(Dataset entries)
········

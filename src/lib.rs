// Library exports for emotion-relay: camera frames in, emotion labels out

#[cfg(feature = "camera")]
pub mod camera;
pub mod color;
pub mod config;
pub mod emotion;
pub mod error;
pub mod locator;
pub mod models;
pub mod pipeline;
pub mod preprocess;
pub mod sink;

pub use config::AppConfig;
pub use emotion::{decide, Classifier, ExecutionStrategy, ScoreFallback};
pub use error::{EmotionRelayError, Result};
pub use locator::{FaceLocator, LocatorParams};
pub use models::{BoundingBox, Decision, Emotion, Frame, FrameLease, PixelFormat, Rotation, ScoreVector};
pub use pipeline::{FrameMailbox, FramePipeline, PipelineWorker};
pub use sink::{DeviceSlots, ResultSink, SinkDispatcher};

········

Exercise prompt:
Would you return all of the data exactly as given?

Response area:
filename src/lib.rs
// Library exports for emotion-relay: camera frames in, emotion labels out

#[cfg(feature = "camera")]
pub mod camera;
pub mod color;
pub mod config;
pub mod emotion;
pub mod error;
pub mod locator;
pub mod models;
pub mod pipeline;
pub mod preprocess;
pub mod sink;

pub use config::AppConfig;
pub use emotion::{decide, Classifier, ExecutionStrategy, ScoreFallback};
pub use error::{EmotionRelayError, Result};
pub use locator::{FaceLocator, LocatorParams};
pub use models::{BoundingBox, Decision, Emotion, Frame, FrameLease, PixelFormat, Rotation, ScoreVector};
pub use pipeline::{FrameMailbox, FramePipeline, PipelineWorker};
pub use sink::{DeviceSlots, ResultSink, SinkDispatcher};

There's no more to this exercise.